Reparemos únicamente en la caracterización por el escribidor de aquellos a quienes el Che convoca: “humildes campesinos..., zona remota”, hacen referencia a sectores atrasados, ignorantes, pre-modernos, no ilustrados. Despreciables, por tanto. Son, además, “atávicamente idólatras”. Extraviados. Esto quiere decir son condenables, como animales enfermos. Culpables. Si esta fuera toda la historia, estarían bien convocados por el chancho, cuyo gran referente es el Matadero. Pero no es toda la historia. Esos campesinos humildes son también sujetos humanos negados, dolidos, esperanzados. Y es desde estas negaciones, dolor y esperanza que se hacen interlocutores no de Guevara, ni del Cerdo, sino del Che. Che Comandante. Un comandante es quien encabeza y dirige la construcción de un Orden Nuevo. Por ello, no hay manera de destruir al Comandante arrojándole mierda a Ernesto Guevara De la Serna. La única manera de destruir su mito es transformando la existencia y la sobrevivencia de las víctimas que se desean sujetos en efectiva vida humana para todos. Y entonces el Che no sería, para los sectores populares, Mito Comandante, sino San Ernesto.
El escribidor desacierta todo, entonces, cuando quiere destruir un mito popular apelando a que campesinos, obreros, jóvenes, mujeres, indígenas, ecologistas, etc., acepten los “hechos” que les entregan la racionalización dominante, los “hombres honestos” y las buenas costumbres. Dicho sea, de paso, ese tipo de ataques ni siquiera logra, como hemos visto, desmontar los mecanismos de la iconografía.
Y puesto que lo mencionamos, agreguemos que en el talante histórico de Guevara nunca figuró como obsesión el ser icono. Lo expresa bien la contrapropuesta que de él hizo un admirador alemán. Construyó un cartel que dice: “Compañeros: Tengo un poster de todos ustedes en mi casa. Che”[61]. Era más bien tímido. No quiso ser icono. Y su manera de apurar la vida lo hizo mito popular.

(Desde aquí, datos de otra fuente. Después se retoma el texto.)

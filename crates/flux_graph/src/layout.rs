// SPDX-License-Identifier: MIT OR Apache-2.0
//! Background layout of node positions.
//!
//! The editor relaxes node positions continuously while the user edits.
//! Each step copies what it needs under a read lock, computes new positions
//! without holding the lock, and writes them back under a short write lock,
//! so it never observes a half-applied edit. Scheduling and code generation
//! ignore positions entirely.

use crate::block::BlockId;
use crate::graph::{GraphError, Program};
use crate::node::NodeId;
use indexmap::IndexMap;
use parking_lot::RwLock;
use std::sync::atomic::{AtomicBool, Ordering};
use std::sync::Arc;
use std::thread::JoinHandle;
use std::time::Duration;

/// Program shared between the editing thread and the layout loop
pub type SharedProgram = Arc<RwLock<Program>>;

/// Interval between layout steps
pub const REFORM_INTERVAL: Duration = Duration::from_millis(33);

/// Nodes closer than this push each other apart
const REPULSION_RADIUS: f32 = 128.0;

/// Preferred horizontal gap from a source to its destination
const CONNECTION_GAP: f32 = 64.0;

/// Wrap a program for sharing with a layout loop
pub fn share(program: Program) -> SharedProgram {
    Arc::new(RwLock::new(program))
}

struct Snapshot {
    positions: IndexMap<NodeId, [f32; 2]>,
    edges: Vec<(NodeId, NodeId)>,
}

fn snapshot(program: &Program, block: BlockId) -> Result<Snapshot, GraphError> {
    let scope = program.block(block).ok_or(GraphError::BlockNotFound(block))?;
    let positions = scope
        .nodes()
        .filter_map(|id| program.node(id).map(|n| (id, n.position)))
        .collect();
    let edges = scope
        .connections()
        .filter_map(|id| program.connection(id))
        .filter_map(|c| {
            let src = program.port_node(c.source)?;
            let dst = program.port_node(c.destination)?;
            Some((program.resolve_member(block, src)?, program.resolve_member(block, dst)?))
        })
        .collect();
    Ok(Snapshot { positions, edges })
}

fn relax(snapshot: &Snapshot, dt: f32) -> IndexMap<NodeId, [f32; 2]> {
    let count = snapshot.positions.len();
    if count == 0 {
        return IndexMap::new();
    }

    let mut center = [0.0f32, 0.0];
    for p in snapshot.positions.values() {
        center[0] += p[0];
        center[1] += p[1];
    }
    center[0] /= count as f32;
    center[1] /= count as f32;

    let mut velocity: IndexMap<NodeId, [f32; 2]> =
        snapshot.positions.keys().map(|id| (*id, [0.0, 0.0])).collect();

    for (a, pa) in &snapshot.positions {
        for (b, pb) in &snapshot.positions {
            if a == b {
                continue;
            }
            let dir = [pa[0] - pb[0], pa[1] - pb[1]];
            let d = (dir[0] * dir[0] + dir[1] * dir[1]).sqrt();
            if d > REPULSION_RADIUS {
                continue;
            }
            let scale = 2.0 * (REPULSION_RADIUS - d) / (1.0 + d);
            let v = &mut velocity[a];
            v[0] += dir[0] * scale;
            v[1] += dir[1] * scale;
        }
    }

    for (src, dst) in &snapshot.edges {
        if src == dst {
            continue;
        }
        let (ps, pd) = (snapshot.positions[src], snapshot.positions[dst]);
        // favour left-to-right flow with little vertical pull
        let pull = [(pd[0] - (ps[0] + CONNECTION_GAP)) * 2.0, (pd[1] - ps[1]) / 2.0];
        velocity[src][0] += pull[0];
        velocity[src][1] += pull[1];
        velocity[dst][0] -= pull[0];
        velocity[dst][1] -= pull[1];
    }

    snapshot
        .positions
        .iter()
        .map(|(id, p)| {
            let v = velocity[id];
            let v = [v[0] + (center[0] - p[0]) / 4.0, v[1] + (center[1] - p[1]) / 4.0];
            (*id, [p[0] + v[0] * 2.0 * dt, p[1] + v[1] * 2.0 * dt])
        })
        .collect()
}

/// Run one layout step for the direct members of `block`
pub fn reform_step(program: &SharedProgram, block: BlockId, dt: f32) -> Result<(), GraphError> {
    let snapshot = snapshot(&program.read(), block)?;
    let positions = relax(&snapshot, dt);

    let mut program = program.write();
    for (id, position) in positions {
        // nodes removed since the snapshot are skipped
        if program.node(id).is_some_and(|n| n.block == block) {
            program.set_position(id, position)?;
        }
    }
    Ok(())
}

/// Handle to a running layout loop
pub struct ReformHandle {
    stop: Arc<AtomicBool>,
    thread: Option<JoinHandle<()>>,
}

impl ReformHandle {
    /// Whether the loop is still running
    pub fn is_running(&self) -> bool {
        self.thread.as_ref().is_some_and(|t| !t.is_finished())
    }

    /// Stop the loop and wait for it to exit
    pub fn stop(mut self) {
        self.shutdown();
    }

    fn shutdown(&mut self) {
        self.stop.store(true, Ordering::Relaxed);
        if let Some(thread) = self.thread.take() {
            if thread.join().is_err() {
                tracing::warn!("Layout loop panicked");
            }
        }
    }
}

impl Drop for ReformHandle {
    fn drop(&mut self) {
        self.shutdown();
    }
}

/// Relax `block` every [`REFORM_INTERVAL`] on a background thread until
/// stopped or the block disappears
pub fn spawn_reform(program: SharedProgram, block: BlockId) -> ReformHandle {
    let stop = Arc::new(AtomicBool::new(false));
    let flag = stop.clone();
    let thread = std::thread::spawn(move || {
        let dt = REFORM_INTERVAL.as_secs_f32();
        while !flag.load(Ordering::Relaxed) {
            if let Err(err) = reform_step(&program, block, dt) {
                tracing::debug!("Layout loop for block {:?} ended: {err}", block);
                break;
            }
            std::thread::sleep(REFORM_INTERVAL);
        }
    });
    ReformHandle {
        stop,
        thread: Some(thread),
    }
}

#[cfg(test)]
mod tests {
    use super::*;
    use crate::port::PortSpec;
    use crate::types::ValueType;

    fn distance(program: &Program, a: NodeId, b: NodeId) -> f32 {
        let (pa, pb) = (program.node(a).unwrap().position, program.node(b).unwrap().position);
        ((pa[0] - pb[0]).powi(2) + (pa[1] - pb[1]).powi(2)).sqrt()
    }

    #[test]
    fn test_connected_nodes_draw_together() {
        let mut program = Program::new();
        let root = program.root();
        let a = program
            .add_call(root, "a", Vec::new(), vec![PortSpec::unnamed(ValueType::int())])
            .unwrap();
        let b = program
            .add_call(root, "b", vec![PortSpec::unnamed(ValueType::int())], Vec::new())
            .unwrap();
        program.set_position(b, [300.0, 0.0]).unwrap();
        let (src, dst) = (
            program.node(a).unwrap().outputs[0].id,
            program.node(b).unwrap().inputs[0].id,
        );
        program.connect(src, dst).unwrap();

        let shared = share(program);
        reform_step(&shared, root, 0.033).unwrap();

        let program = shared.read();
        let d = distance(&program, a, b);
        assert!(d < 300.0);
        assert!(program.node(a).unwrap().position[0] < program.node(b).unwrap().position[0]);
    }

    #[test]
    fn test_close_nodes_repel() {
        let mut program = Program::new();
        let root = program.root();
        let a = program.add_call(root, "a", Vec::new(), Vec::new()).unwrap();
        let b = program.add_call(root, "b", Vec::new(), Vec::new()).unwrap();
        program.set_position(b, [10.0, 0.0]).unwrap();

        let shared = share(program);
        reform_step(&shared, root, 0.033).unwrap();
        assert!(distance(&shared.read(), a, b) > 10.0);
    }

    #[test]
    fn test_empty_and_missing_blocks() {
        let shared = share(Program::new());
        let root = shared.read().root();
        assert!(reform_step(&shared, root, 0.033).is_ok());
        assert!(matches!(
            reform_step(&shared, BlockId::new(), 0.033),
            Err(GraphError::BlockNotFound(_))
        ));
    }

    #[test]
    fn test_stop_survives_panicked_loop() {
        let handle = ReformHandle {
            stop: Arc::new(AtomicBool::new(false)),
            thread: Some(std::thread::spawn(|| panic!("layout failed"))),
        };
        while handle.is_running() {
            std::thread::sleep(Duration::from_millis(1));
        }
        handle.stop();
    }

    #[test]
    fn test_loop_stops() {
        let shared = share(Program::new());
        let root = shared.read().root();
        let handle = spawn_reform(shared.clone(), root);
        std::thread::sleep(Duration::from_millis(50));
        assert!(handle.is_running());
        handle.stop();

        let mut program = shared.write();
        assert!(program.add_len(root).is_ok());
    }
}
// SPDX-License-Identifier: MIT OR Apache-2.0
//! Program graph: the arena holding every block, node, port and connection.
//!
//! All editing goes through the mutators here so that the membership
//! invariants hold at all times:
//! - a node is a direct member of exactly one block,
//! - a connection is owned by the nearest block enclosing both endpoints,
//! - both ports of a connection list it, in creation order,
//! - an input port has at most one connection.

use crate::block::{Block, BlockId};
use crate::connection::{Connection, ConnectionId};
use crate::node::{LiteralValue, Node, NodeId, NodeKind};
use crate::port::{Port, PortDirection, PortId, PortSpec};
use crate::types::ValueType;
use crate::unify::{self, Reaction};
use indexmap::{IndexMap, IndexSet};
use std::collections::HashMap;
use tracing::debug;

/// A whole program: the root block and everything nested in it
#[derive(Debug, Clone)]
pub struct Program {
    root: BlockId,
    blocks: IndexMap<BlockId, Block>,
    nodes: IndexMap<NodeId, Node>,
    connections: IndexMap<ConnectionId, Connection>,
    port_owners: HashMap<PortId, NodeId>,
    observers: HashMap<PortId, Reaction>,
}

Ya hemos discutido bastante estas cuestiones. Finalicemos con un testimonio. Entrevistan en La Habana a alguien que combatió con Guevara: “Ustedes, los guevaristas, los hombres que vivieron junto al Che dan la impresión de tener una huella, con la Z en la frente con la que marcaba el Zorro”. Y el luchador contesta: “Nosotros éramos unos pobres diablos que quién sabe a dónde nos iría a llevar la vida y estábamos esperando encontrarnos con un ser humano como el Che”. Termina el entrevistador: “Se hace un largo silencio. Luego se oye un sollozo. Uno no sabe qué más preguntar”[62].